RECORDS FOR THE EXERCISE START

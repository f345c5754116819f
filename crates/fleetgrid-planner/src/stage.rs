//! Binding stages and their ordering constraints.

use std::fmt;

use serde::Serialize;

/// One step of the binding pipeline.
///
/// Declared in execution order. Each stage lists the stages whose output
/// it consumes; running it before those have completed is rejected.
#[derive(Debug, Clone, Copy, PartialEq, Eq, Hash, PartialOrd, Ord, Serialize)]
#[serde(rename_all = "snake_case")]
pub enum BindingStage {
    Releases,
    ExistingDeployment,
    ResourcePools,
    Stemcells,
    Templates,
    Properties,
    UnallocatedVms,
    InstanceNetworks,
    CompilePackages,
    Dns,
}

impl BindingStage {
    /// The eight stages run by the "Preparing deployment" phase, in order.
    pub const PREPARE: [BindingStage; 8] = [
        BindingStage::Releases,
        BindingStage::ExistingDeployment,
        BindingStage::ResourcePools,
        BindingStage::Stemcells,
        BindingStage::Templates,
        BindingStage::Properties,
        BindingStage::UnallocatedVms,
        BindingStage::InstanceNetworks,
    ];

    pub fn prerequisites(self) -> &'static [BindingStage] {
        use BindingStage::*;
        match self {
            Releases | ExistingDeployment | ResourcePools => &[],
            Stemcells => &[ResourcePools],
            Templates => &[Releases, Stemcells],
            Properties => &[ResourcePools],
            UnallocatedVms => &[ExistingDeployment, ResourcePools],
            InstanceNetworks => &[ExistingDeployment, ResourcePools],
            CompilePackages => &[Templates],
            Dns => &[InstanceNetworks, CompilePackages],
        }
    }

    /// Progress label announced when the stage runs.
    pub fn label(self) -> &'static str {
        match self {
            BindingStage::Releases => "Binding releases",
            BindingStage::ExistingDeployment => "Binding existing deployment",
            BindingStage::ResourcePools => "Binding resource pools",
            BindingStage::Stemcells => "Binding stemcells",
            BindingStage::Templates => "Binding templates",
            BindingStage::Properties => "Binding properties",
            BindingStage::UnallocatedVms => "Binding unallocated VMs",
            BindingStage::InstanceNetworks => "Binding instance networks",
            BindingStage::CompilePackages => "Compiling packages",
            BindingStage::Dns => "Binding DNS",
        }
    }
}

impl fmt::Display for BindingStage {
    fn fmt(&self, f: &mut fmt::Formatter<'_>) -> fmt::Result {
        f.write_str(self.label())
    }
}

RECORDS FOR THE EXERCISE END
RECORDS FOR THE EXERCISE START

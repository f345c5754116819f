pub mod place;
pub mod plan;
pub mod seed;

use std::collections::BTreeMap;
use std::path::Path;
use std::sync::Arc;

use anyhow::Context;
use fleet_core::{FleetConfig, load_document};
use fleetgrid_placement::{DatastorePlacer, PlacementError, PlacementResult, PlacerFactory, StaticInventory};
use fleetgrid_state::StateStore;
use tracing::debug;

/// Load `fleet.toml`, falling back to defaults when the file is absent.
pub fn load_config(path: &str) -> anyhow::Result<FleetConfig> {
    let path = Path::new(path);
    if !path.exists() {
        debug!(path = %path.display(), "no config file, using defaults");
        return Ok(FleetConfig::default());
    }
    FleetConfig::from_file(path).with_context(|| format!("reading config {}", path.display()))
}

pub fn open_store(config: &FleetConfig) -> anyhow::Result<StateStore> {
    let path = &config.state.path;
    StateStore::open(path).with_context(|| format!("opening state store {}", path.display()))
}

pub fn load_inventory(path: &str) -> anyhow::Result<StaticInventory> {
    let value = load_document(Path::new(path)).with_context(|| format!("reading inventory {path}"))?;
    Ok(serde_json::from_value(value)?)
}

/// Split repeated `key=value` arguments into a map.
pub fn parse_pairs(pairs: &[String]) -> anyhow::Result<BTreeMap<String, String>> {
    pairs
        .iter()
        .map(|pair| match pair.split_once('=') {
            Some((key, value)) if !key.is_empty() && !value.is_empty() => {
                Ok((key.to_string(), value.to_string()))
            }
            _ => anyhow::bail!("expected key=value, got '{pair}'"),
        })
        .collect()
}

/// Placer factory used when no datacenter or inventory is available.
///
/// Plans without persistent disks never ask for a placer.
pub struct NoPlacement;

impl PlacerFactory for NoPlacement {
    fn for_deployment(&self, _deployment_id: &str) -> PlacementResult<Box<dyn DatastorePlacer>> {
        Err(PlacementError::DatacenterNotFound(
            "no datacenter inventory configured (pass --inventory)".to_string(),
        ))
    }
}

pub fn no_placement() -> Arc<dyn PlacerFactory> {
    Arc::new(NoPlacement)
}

RECORDS FOR THE EXERCISE END

> _WORK ORDER_:
Some lines in the data above hold the string "InstanceNetworks". Find and copy each of them.

> _REPLY TO THE TASK_:
    InstanceNetworks,
        BindingStage::InstanceNetworks,
            InstanceNetworks => &[ExistingDeployment, ResourcePools],
            Dns => &[InstanceNetworks, CompilePackages],
            BindingStage::InstanceNetworks => "Binding instance networks",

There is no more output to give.